» **Stored data**:
::::

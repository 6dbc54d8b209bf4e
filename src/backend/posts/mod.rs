//! Posts Module
//!
//! The post feed: posts, likes and comments.

/// HTTP handlers
pub mod handlers;

/// Request and response bodies
pub mod types;

pub use handlers::{
    add_comment, create_post, delete_comment, delete_post, get_post, like_post, list_posts,
    unlike_post,
};
/**
 * Login Handler
 *
 * POST /api/auth
 *
 * Looks the user up by email, checks the password against the stored bcrypt
 * hash and issues a fresh token. An unknown email and a wrong password get
 * the same answer.
 */

use axum::{extract::State, response::Json};

use crate::backend::auth::handlers::types::{LoginRequest, TokenResponse};
use crate::backend::auth::password::verify_password;
use crate::backend::error::BackendError;
use crate::backend::server::state::AppState;
use crate::backend::validation::JsonBody;

pub const INVALID_CREDENTIALS: &str = "Invalid Credentials";

/// Login handler
///
/// # Errors
///
/// * `401 Unauthorized` - unknown email or wrong password
/// * `500` - store or signing failure
pub async fn login(
    State(app_state): State<AppState>,
    JsonBody(request): JsonBody<LoginRequest>,
) -> Result<Json<TokenResponse>, BackendError> {
    let email = request.email.as_deref().unwrap_or_default().trim().to_lowercase();
    let password = request.password.unwrap_or_default();

    let user = app_state
        .store
        .find_user_by_email(&email)
        .await?
        .ok_or_else(|| {
            tracing::warn!("Login for unknown email: {}", email);
            BackendError::unauthorized(INVALID_CREDENTIALS)
        })?;

    if !verify_password(&password, &user.password_hash).await? {
        tracing::warn!("Invalid password for user: {}", user.id);
        return Err(BackendError::unauthorized(INVALID_CREDENTIALS));
    }

    let token = app_state.tokens.issue(user.id)?;

    tracing::info!("User logged in: {}", user.id);

    Ok(Json(TokenResponse { token }))
}
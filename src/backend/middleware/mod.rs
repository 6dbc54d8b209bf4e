//! Middleware Module
//!
//! HTTP middleware for the backend server.
//!
//! - **`auth`** - Token authentication for protected routes
//!
//! # Example
//!
//! ```rust,no_run
//! use axum::{middleware, routing::get, Router};
//! use devconnect::backend::middleware::{auth_middleware, AuthUser};
//! use devconnect::backend::server::state::AppState;
//!
//! async fn whoami(AuthUser(user): AuthUser) -> String {
//!     user.user_id.to_string()
//! }
//!
//! fn protected(state: AppState) -> Router<AppState> {
//!     Router::new()
//!         .route("/whoami", get(whoami))
//!         .route_layer(middleware::from_fn_with_state(state, auth_middleware))
//! }
//! ```

pub mod auth;

pub use auth::{auth_middleware, extract_token, AuthUser, AuthenticatedUser, TOKEN_HEADER};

::::

Beginning with the opening line above, retype the records exactly through the line with "the stored bcrypt", both ends included.

repository 6dbc54d8b209bf4e
filename src/backend/posts/mod.rs
//! Posts Module
//!
//! The post feed: posts, likes and comments.

/// HTTP handlers
pub mod handlers;

/// Request and response bodies
pub mod types;

pub use handlers::{
    add_comment, create_post, delete_comment, delete_post, get_post, like_post, list_posts,
    unlike_post,
};
/**
 * Login Handler
 *
 * POST /api/auth
 *
 * Looks the user up by email, checks the password against the stored bcrypt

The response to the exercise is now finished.